(Dataset entries)
BEGIN

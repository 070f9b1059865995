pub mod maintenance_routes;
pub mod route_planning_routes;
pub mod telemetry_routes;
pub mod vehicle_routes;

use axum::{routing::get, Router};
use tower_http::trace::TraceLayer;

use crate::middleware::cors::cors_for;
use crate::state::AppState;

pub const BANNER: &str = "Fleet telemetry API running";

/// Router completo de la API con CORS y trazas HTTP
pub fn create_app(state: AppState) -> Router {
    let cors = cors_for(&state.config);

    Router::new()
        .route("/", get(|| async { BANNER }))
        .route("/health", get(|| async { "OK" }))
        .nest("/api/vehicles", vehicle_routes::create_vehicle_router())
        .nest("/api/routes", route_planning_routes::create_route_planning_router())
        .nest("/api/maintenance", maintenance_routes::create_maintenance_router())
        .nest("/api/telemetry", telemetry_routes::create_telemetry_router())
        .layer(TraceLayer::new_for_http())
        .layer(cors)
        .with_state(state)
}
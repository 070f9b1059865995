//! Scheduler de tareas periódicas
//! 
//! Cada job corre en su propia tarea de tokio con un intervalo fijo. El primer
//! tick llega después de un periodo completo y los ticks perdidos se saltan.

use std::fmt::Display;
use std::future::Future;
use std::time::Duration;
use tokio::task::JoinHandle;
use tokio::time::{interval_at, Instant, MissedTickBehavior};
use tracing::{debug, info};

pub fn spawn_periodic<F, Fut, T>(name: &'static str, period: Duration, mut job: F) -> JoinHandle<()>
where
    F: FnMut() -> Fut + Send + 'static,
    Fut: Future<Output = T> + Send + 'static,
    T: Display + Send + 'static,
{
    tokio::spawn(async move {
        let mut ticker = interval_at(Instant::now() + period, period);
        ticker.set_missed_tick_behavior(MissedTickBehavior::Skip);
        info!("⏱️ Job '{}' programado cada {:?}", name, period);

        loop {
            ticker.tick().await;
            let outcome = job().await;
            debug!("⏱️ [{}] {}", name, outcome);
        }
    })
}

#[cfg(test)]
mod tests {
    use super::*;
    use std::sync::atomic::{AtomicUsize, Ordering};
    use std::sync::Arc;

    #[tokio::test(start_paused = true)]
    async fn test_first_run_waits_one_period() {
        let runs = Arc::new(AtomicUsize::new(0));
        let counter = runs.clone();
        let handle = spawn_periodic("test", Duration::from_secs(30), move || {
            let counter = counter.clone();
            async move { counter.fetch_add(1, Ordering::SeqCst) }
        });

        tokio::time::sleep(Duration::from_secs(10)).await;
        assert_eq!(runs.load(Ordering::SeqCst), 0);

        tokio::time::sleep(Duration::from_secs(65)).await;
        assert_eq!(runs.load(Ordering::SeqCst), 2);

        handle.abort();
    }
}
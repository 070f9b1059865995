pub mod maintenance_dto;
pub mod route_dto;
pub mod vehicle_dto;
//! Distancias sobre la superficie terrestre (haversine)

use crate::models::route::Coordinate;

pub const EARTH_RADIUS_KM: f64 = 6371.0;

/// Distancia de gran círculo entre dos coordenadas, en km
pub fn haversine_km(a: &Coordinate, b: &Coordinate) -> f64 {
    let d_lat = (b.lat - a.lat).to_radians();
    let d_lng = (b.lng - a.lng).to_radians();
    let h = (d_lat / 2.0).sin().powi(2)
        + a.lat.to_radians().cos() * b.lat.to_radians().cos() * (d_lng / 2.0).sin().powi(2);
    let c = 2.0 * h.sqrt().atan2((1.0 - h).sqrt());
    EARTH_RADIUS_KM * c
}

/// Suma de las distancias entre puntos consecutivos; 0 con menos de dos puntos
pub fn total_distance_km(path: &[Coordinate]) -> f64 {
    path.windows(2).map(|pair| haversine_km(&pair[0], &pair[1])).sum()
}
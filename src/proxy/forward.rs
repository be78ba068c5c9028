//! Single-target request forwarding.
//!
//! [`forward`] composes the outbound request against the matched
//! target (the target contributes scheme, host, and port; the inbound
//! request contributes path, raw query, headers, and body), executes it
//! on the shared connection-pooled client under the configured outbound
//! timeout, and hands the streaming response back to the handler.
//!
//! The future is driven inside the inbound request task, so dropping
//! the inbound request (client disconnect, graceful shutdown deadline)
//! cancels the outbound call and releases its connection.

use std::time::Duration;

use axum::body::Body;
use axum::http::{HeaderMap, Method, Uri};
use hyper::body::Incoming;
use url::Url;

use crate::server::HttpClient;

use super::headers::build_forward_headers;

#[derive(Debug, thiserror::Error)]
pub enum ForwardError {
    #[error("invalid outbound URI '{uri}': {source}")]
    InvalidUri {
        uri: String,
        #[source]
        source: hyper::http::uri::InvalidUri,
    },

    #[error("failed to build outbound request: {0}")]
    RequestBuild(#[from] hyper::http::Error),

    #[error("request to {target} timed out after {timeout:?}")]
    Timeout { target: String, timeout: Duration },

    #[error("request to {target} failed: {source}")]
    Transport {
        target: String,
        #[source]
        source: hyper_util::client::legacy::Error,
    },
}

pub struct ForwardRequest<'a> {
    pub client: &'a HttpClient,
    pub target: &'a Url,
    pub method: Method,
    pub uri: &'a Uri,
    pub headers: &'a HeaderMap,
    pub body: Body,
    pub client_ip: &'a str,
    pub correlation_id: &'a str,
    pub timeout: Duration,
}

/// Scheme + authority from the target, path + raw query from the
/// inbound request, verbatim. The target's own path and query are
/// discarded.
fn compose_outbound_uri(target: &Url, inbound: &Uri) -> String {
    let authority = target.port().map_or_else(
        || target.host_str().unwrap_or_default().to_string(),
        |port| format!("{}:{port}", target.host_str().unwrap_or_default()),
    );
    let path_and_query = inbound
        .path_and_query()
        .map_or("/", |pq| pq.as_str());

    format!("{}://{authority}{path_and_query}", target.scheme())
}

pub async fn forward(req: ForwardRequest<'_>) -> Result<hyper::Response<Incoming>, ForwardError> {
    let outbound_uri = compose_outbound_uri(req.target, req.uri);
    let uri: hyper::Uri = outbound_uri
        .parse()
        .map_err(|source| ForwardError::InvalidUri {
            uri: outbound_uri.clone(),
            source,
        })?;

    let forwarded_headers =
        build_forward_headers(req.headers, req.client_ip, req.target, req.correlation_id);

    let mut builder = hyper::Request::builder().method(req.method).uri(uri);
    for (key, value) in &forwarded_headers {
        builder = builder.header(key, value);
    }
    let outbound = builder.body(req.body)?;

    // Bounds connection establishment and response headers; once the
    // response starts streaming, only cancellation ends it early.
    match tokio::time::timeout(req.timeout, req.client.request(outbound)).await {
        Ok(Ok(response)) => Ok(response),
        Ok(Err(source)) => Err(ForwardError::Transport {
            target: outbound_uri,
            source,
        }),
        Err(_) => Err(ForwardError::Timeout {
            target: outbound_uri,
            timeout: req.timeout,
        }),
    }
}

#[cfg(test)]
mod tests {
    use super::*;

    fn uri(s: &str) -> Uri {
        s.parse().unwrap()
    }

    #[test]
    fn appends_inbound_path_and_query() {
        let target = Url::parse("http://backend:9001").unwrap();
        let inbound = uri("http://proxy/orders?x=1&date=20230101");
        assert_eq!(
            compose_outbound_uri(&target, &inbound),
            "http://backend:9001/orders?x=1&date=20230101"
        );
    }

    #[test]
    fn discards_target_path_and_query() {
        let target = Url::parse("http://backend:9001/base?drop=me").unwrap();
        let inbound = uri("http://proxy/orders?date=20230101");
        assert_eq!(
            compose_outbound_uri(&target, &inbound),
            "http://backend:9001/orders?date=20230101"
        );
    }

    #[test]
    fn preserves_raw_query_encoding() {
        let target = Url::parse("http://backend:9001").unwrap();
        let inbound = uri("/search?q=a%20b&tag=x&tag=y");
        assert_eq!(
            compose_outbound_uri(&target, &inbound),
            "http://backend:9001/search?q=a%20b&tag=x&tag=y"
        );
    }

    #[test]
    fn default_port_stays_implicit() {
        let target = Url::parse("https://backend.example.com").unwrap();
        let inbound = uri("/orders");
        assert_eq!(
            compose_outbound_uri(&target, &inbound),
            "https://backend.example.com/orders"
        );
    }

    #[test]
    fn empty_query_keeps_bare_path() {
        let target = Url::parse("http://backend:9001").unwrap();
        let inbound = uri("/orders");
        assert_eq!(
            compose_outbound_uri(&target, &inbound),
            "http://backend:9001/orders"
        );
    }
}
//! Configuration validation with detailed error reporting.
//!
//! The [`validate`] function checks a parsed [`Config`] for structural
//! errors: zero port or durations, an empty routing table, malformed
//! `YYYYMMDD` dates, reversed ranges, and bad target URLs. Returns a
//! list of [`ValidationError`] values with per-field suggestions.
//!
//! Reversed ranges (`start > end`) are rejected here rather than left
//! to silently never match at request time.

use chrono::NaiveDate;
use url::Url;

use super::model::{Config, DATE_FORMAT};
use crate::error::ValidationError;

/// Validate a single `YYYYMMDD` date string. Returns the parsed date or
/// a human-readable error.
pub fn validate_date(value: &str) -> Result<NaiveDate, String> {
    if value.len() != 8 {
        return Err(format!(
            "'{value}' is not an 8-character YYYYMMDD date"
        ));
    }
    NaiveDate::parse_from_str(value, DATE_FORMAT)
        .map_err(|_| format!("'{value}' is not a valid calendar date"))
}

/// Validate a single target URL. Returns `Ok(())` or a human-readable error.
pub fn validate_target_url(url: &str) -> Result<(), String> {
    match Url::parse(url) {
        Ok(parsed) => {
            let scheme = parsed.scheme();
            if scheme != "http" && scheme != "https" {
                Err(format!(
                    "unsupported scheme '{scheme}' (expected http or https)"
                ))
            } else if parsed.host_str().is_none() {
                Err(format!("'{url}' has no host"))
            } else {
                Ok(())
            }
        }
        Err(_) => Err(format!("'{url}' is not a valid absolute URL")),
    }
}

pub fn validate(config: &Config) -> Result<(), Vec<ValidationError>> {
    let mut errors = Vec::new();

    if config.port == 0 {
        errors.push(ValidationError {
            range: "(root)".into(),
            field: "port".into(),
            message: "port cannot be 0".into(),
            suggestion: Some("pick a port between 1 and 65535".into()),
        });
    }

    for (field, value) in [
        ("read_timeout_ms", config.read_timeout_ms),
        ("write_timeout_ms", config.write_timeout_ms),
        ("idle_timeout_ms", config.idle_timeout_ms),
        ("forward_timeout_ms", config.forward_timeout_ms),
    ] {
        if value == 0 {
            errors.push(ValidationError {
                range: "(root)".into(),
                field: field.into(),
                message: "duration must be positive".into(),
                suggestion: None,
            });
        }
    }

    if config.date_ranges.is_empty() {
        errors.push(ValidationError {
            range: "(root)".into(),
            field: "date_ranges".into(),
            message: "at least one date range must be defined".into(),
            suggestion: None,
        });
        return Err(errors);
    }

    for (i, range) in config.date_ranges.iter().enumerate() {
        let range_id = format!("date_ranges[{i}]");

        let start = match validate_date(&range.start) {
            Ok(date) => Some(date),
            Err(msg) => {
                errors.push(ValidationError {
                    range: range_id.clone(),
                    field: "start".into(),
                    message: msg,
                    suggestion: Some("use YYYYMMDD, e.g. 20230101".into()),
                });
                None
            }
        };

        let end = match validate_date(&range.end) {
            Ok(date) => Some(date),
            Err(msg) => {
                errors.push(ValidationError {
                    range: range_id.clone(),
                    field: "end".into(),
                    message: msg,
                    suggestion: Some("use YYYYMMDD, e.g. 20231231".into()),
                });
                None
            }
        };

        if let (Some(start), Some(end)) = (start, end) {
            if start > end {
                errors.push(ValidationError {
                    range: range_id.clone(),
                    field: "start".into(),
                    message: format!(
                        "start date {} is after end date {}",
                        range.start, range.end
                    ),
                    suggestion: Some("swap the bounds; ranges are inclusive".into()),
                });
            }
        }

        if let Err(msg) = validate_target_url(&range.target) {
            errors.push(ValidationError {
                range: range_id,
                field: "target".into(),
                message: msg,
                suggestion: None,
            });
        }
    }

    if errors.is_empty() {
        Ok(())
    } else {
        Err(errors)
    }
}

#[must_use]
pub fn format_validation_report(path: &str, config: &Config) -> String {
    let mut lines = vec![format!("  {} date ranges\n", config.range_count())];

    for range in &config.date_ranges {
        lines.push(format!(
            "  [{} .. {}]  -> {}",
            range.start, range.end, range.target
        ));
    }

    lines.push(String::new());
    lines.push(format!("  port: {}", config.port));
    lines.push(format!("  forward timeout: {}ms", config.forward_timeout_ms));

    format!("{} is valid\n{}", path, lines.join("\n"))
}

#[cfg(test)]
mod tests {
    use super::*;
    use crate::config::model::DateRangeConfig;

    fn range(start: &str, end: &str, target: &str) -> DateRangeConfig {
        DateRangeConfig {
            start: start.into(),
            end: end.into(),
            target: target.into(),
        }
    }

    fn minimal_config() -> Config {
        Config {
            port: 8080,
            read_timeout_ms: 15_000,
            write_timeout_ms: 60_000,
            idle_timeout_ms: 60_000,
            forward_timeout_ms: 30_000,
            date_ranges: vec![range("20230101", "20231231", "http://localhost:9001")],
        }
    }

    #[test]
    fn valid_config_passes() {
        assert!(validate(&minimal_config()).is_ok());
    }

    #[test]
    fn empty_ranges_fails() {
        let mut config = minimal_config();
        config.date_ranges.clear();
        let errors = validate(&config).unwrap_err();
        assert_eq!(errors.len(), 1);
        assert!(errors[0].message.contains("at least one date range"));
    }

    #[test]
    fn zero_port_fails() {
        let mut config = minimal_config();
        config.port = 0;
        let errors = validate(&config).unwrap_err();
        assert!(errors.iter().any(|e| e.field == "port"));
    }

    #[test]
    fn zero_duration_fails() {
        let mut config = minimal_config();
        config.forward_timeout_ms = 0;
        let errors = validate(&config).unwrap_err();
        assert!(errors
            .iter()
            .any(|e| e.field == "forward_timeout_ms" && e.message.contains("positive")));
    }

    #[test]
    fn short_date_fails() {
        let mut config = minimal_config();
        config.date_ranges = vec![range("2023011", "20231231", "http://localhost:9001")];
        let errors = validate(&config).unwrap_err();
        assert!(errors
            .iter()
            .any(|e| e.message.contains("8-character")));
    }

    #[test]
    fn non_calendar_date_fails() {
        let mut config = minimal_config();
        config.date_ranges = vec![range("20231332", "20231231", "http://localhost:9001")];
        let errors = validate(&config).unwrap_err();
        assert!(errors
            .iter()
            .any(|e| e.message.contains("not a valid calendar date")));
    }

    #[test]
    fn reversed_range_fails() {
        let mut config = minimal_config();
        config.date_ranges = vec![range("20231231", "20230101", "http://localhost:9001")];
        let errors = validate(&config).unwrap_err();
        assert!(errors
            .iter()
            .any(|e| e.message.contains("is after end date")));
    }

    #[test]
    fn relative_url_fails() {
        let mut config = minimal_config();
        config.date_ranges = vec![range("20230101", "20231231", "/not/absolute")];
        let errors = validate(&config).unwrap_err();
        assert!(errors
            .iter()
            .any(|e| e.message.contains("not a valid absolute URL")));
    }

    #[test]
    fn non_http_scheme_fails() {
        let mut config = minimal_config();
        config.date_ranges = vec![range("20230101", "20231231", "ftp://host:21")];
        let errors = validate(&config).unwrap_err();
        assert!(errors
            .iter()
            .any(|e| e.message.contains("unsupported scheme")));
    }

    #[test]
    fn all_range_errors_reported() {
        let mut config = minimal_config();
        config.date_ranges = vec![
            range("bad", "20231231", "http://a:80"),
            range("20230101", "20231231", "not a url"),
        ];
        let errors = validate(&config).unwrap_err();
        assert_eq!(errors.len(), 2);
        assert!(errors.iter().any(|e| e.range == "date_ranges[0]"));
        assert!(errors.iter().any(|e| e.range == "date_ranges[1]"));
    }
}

END

**EXERCISE GOAL**. Copy here each line of the preceding records with "proxy" in it.

**SOLUTION BELOW**.
filename src/proxy/forward.rs
        let inbound = uri("http://proxy/orders?x=1&date=20230101");
        let inbound = uri("http://proxy/orders?date=20230101");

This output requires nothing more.